══ Data extract

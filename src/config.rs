//! 配置管理模块
//!
//! 支持配置文件加载与环境变量覆盖，提供类型安全的数据库配置。

use config::{Config, ConfigError, Environment, File};
use serde::Deserialize;
use std::path::Path;

/// 数据库配置
#[derive(Debug, Clone, Deserialize)]
pub struct DatabaseConfig {
    /// sqlx 连接 URL，如 `sqlite:badges.db` 或 `sqlite::memory:`
    pub url: String,
    pub max_connections: u32,
    pub connect_timeout_seconds: u64,
}

impl Default for DatabaseConfig {
    fn default() -> Self {
        Self {
            url: "sqlite:badges.db".to_string(),
            max_connections: 5,
            connect_timeout_seconds: 30,
        }
    }
}

impl DatabaseConfig {
    /// 从配置文件和环境变量加载配置
    ///
    /// 加载顺序（后加载的会覆盖先加载的同名配置项）：
    /// 1. {config_dir}/default.toml（默认配置，缺失时忽略）
    /// 2. 环境变量（BADGE_ 前缀，如 BADGE_DATABASE_URL -> database.url）
    pub fn load() -> Result<Self, ConfigError> {
        let config_dir = std::env::var("CONFIG_DIR").unwrap_or_else(|_| "config".to_string());
        let defaults = Self::default();

        let builder = Config::builder()
            .set_default("database.url", defaults.url)?
            .set_default("database.max_connections", defaults.max_connections as i64)?
            .set_default(
                "database.connect_timeout_seconds",
                defaults.connect_timeout_seconds as i64,
            )?
            .add_source(File::from(Path::new(&config_dir).join("default.toml")).required(false))
            .add_source(
                Environment::with_prefix("BADGE")
                    .separator("_")
                    .try_parsing(true),
            );

        builder.build()?.get::<Self>("database")
    }
}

════

Exercise goal:
Return, with nothing added or dropped, the line containing "let defaults = Self::default();" and every line after it to the end of the listing above.

Task result:
        let defaults = Self::default();

        let builder = Config::builder()
            .set_default("database.url", defaults.url)?
            .set_default("database.max_connections", defaults.max_connections as i64)?
            .set_default(
                "database.connect_timeout_seconds",
                defaults.connect_timeout_seconds as i64,
            )?
            .add_source(File::from(Path::new(&config_dir).join("default.toml")).required(false))
            .add_source(
                Environment::with_prefix("BADGE")
                    .separator("_")
                    .try_parsing(true),
            );

        builder.build()?.get::<Self>("database")
    }
}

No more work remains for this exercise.